WHAT THE EXERCISE ASKS:
In the entries below, how many lines contain the string "StandardEscaper"? State the number and nothing else.

RECORDS TO USE:

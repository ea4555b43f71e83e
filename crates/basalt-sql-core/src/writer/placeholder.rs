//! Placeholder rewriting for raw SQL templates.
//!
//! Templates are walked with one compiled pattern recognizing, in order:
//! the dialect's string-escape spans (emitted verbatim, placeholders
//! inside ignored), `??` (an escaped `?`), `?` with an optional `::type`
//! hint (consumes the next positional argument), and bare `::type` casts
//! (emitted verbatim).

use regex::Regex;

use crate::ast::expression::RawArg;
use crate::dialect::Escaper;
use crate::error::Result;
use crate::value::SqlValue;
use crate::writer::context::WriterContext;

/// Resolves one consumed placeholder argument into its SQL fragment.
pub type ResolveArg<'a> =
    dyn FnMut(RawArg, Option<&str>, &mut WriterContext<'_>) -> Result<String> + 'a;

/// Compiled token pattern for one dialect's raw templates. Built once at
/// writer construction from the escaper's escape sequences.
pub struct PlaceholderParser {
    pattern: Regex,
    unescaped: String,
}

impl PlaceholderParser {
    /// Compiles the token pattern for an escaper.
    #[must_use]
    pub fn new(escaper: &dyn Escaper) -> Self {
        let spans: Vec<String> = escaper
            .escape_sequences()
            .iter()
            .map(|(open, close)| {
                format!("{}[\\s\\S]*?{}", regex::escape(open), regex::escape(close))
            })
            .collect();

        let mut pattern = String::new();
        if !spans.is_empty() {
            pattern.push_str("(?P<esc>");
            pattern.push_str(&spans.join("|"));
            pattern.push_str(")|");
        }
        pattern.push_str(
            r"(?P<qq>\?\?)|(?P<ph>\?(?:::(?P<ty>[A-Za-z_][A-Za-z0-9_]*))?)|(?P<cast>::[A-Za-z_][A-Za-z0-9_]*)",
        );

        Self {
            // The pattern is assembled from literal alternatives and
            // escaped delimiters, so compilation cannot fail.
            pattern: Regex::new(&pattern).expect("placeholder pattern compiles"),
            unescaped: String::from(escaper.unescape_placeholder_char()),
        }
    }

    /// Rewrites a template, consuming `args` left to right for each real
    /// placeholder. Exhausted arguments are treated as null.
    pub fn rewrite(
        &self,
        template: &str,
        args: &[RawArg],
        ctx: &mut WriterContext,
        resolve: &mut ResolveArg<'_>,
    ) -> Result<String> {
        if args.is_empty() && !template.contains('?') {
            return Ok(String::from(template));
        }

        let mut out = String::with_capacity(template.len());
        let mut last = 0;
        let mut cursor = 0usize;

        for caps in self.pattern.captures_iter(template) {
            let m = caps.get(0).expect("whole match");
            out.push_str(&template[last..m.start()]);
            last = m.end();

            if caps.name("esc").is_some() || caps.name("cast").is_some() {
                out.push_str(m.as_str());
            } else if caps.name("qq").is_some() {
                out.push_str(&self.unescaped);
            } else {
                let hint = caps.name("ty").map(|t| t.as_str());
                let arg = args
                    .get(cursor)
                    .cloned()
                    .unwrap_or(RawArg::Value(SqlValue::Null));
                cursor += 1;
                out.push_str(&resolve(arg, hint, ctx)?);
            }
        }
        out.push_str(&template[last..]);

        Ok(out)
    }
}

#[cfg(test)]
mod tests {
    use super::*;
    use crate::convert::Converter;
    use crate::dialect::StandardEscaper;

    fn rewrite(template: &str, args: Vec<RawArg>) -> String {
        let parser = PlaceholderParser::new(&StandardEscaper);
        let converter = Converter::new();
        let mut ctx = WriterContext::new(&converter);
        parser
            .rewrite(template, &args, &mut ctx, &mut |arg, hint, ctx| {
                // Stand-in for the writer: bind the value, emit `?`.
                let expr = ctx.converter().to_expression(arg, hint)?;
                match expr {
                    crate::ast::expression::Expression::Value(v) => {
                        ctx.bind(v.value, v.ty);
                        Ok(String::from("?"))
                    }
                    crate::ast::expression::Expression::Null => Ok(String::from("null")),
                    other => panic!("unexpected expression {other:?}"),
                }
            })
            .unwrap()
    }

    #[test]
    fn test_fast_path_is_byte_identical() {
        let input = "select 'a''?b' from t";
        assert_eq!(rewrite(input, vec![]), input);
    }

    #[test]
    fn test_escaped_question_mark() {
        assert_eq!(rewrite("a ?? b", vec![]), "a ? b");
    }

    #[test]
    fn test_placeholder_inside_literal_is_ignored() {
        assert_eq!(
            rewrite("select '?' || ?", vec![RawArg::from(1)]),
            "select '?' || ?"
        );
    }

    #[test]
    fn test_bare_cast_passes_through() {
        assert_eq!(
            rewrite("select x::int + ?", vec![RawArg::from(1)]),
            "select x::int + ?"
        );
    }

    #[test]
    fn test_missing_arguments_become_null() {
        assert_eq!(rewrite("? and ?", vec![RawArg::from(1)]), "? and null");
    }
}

FINISHED EXERCISE:
2